RECORDS SHOWN:
☆ ☆ ☆ ☆ ☆ ☆ ☆

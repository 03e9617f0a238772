use serde::{Deserialize, Serialize};

/// Like aggregate for one post or comment as displayed to the viewer
///
/// Besides the displayed `count`/`liked` pair it tracks the last membership
/// the server confirmed and how many toggles are still in flight. When the
/// last in-flight toggle settles, the displayed membership is brought back
/// to the confirmed one by the exact inverse step (±1), so the rollback
/// basis is always the displayed state, never a recount.
#[derive(Debug, Clone, Copy, Default, PartialEq, Eq, Serialize, Deserialize)]
pub struct LikeState {
    pub count: u64,
    pub liked: bool,
    confirmed: bool,
    in_flight: u32,
}

impl LikeState {
    pub fn new(count: u64, liked: bool) -> Self {
        // The viewer's own like is part of the count.
        let count = if liked { count.max(1) } else { count };
        Self {
            count,
            liked,
            confirmed: liked,
            in_flight: 0,
        }
    }

    /// Commutative counter adjustment, clamped at zero
    pub fn adjust(&mut self, delta: i64, liked: Option<bool>) {
        self.count = if delta.is_negative() {
            self.count.saturating_sub(delta.unsigned_abs())
        } else {
            self.count.saturating_add(delta as u64)
        };
        if let Some(liked) = liked {
            self.liked = liked;
        }
    }

    /// Optimistic toggle; returns the membership the toggle asks for
    pub fn begin_toggle(&mut self) -> bool {
        let target = !self.liked;
        self.adjust(if target { 1 } else { -1 }, Some(target));
        self.in_flight += 1;
        target
    }

    /// Settle one toggle: `Some(membership)` when the server accepted the
    /// write, `None` when it failed.
    pub fn settle(&mut self, outcome: Option<bool>) {
        self.in_flight = self.in_flight.saturating_sub(1);
        if let Some(membership) = outcome {
            self.confirmed = membership;
        }
        if self.in_flight == 0 && self.liked != self.confirmed {
            let target = self.confirmed;
            self.adjust(if target { 1 } else { -1 }, Some(target));
        }
    }

    /// Another user's like arrived (or left) through a push or reload
    pub fn observe_other(&mut self, delta: i64) {
        self.adjust(delta, None);
    }

    pub fn is_settling(&self) -> bool {
        self.in_flight > 0
    }
}
/// Error types for social-sync
use crate::ports::StoreError;
use idempotent_consumer::IdempotencyError;
use thiserror::Error;

#[derive(Error, Debug, Clone, PartialEq)]
pub enum SyncError {
    /// Caller-side precondition failed; nothing was sent
    #[error("{0}")]
    Validation(String),

    #[error("You need to sign in first")]
    NotAuthenticated,

    #[error("Permission denied: {0}")]
    PermissionDenied(String),

    #[error("Not found: {0}")]
    NotFound(String),

    /// Remote read or write failed; the remote message is kept verbatim
    #[error("{0}")]
    Remote(#[from] StoreError),

    #[error("Media upload failed: {0}")]
    Upload(StoreError),

    /// Optional capability is absent in this deployment
    #[error("{0} is not available")]
    Unavailable(&'static str),

    #[error("Realtime de-duplication failed: {0}")]
    Dedup(#[from] IdempotencyError),

    #[error("Configuration error: {0}")]
    Config(String),

    #[error("Internal error: {0}")]
    Internal(String),
}

impl SyncError {
    pub fn validation(msg: impl Into<String>) -> Self {
        SyncError::Validation(msg.into())
    }

    /// Text surfaced to the user (toast or inline placeholder)
    pub fn user_message(&self) -> String {
        self.to_string()
    }

    /// Whether the failure came from the remote side, as opposed to a
    /// local precondition
    pub fn is_remote(&self) -> bool {
        matches!(self, SyncError::Remote(_) | SyncError::Upload(_))
    }

    /// Remote rejection caused by a row-level policy
    pub fn is_permission_denied(&self) -> bool {
        match self {
            SyncError::PermissionDenied(_) => true,
            SyncError::Remote(e) => e.is_permission_denied(),
            _ => false,
        }
    }
}

/// Result type alias for engine operations
pub type SyncResult<T> = Result<T, SyncError>;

☆ ☆ ☆ ☆ ☆ ☆ ☆

WHAT YOU NEED TO DO:
From start to finish, retype the records above with complete accuracy.

FINAL ANSWER:
repository 03e9617f0a238772
use serde::{Deserialize, Serialize};

/// Like aggregate for one post or comment as displayed to the viewer
///
/// Besides the displayed `count`/`liked` pair it tracks the last membership
/// the server confirmed and how many toggles are still in flight. When the
/// last in-flight toggle settles, the displayed membership is brought back
/// to the confirmed one by the exact inverse step (±1), so the rollback
/// basis is always the displayed state, never a recount.
#[derive(Debug, Clone, Copy, Default, PartialEq, Eq, Serialize, Deserialize)]
pub struct LikeState {
    pub count: u64,
    pub liked: bool,
    confirmed: bool,
    in_flight: u32,
}

impl LikeState {
    pub fn new(count: u64, liked: bool) -> Self {
        // The viewer's own like is part of the count.
        let count = if liked { count.max(1) } else { count };
        Self {
            count,
            liked,
            confirmed: liked,
            in_flight: 0,
        }
    }

    /// Commutative counter adjustment, clamped at zero
    pub fn adjust(&mut self, delta: i64, liked: Option<bool>) {
        self.count = if delta.is_negative() {
            self.count.saturating_sub(delta.unsigned_abs())
        } else {
            self.count.saturating_add(delta as u64)
        };
        if let Some(liked) = liked {
            self.liked = liked;
        }
    }

    /// Optimistic toggle; returns the membership the toggle asks for
    pub fn begin_toggle(&mut self) -> bool {
        let target = !self.liked;
        self.adjust(if target { 1 } else { -1 }, Some(target));
        self.in_flight += 1;
        target
    }

    /// Settle one toggle: `Some(membership)` when the server accepted the
    /// write, `None` when it failed.
    pub fn settle(&mut self, outcome: Option<bool>) {
        self.in_flight = self.in_flight.saturating_sub(1);
        if let Some(membership) = outcome {
            self.confirmed = membership;
        }
        if self.in_flight == 0 && self.liked != self.confirmed {
            let target = self.confirmed;
            self.adjust(if target { 1 } else { -1 }, Some(target));
        }
    }

    /// Another user's like arrived (or left) through a push or reload
    pub fn observe_other(&mut self, delta: i64) {
        self.adjust(delta, None);
    }

    pub fn is_settling(&self) -> bool {
        self.in_flight > 0
    }
}
/// Error types for social-sync
use crate::ports::StoreError;
use idempotent_consumer::IdempotencyError;
use thiserror::Error;

#[derive(Error, Debug, Clone, PartialEq)]
pub enum SyncError {
    /// Caller-side precondition failed; nothing was sent
    #[error("{0}")]
    Validation(String),

    #[error("You need to sign in first")]
    NotAuthenticated,

    #[error("Permission denied: {0}")]
    PermissionDenied(String),

    #[error("Not found: {0}")]
    NotFound(String),

    /// Remote read or write failed; the remote message is kept verbatim
    #[error("{0}")]
    Remote(#[from] StoreError),

    #[error("Media upload failed: {0}")]
    Upload(StoreError),

    /// Optional capability is absent in this deployment
    #[error("{0} is not available")]
    Unavailable(&'static str),

    #[error("Realtime de-duplication failed: {0}")]
    Dedup(#[from] IdempotencyError),

    #[error("Configuration error: {0}")]
    Config(String),

    #[error("Internal error: {0}")]
    Internal(String),
}

impl SyncError {
    pub fn validation(msg: impl Into<String>) -> Self {
        SyncError::Validation(msg.into())
    }

    /// Text surfaced to the user (toast or inline placeholder)
    pub fn user_message(&self) -> String {
        self.to_string()
    }

    /// Whether the failure came from the remote side, as opposed to a
    /// local precondition
    pub fn is_remote(&self) -> bool {
        matches!(self, SyncError::Remote(_) | SyncError::Upload(_))
    }

    /// Remote rejection caused by a row-level policy
    pub fn is_permission_denied(&self) -> bool {
        match self {
            SyncError::PermissionDenied(_) => true,
            SyncError::Remote(e) => e.is_permission_denied(),
            _ => false,
        }
    }
}

/// Result type alias for engine operations
pub type SyncResult<T> = Result<T, SyncError>;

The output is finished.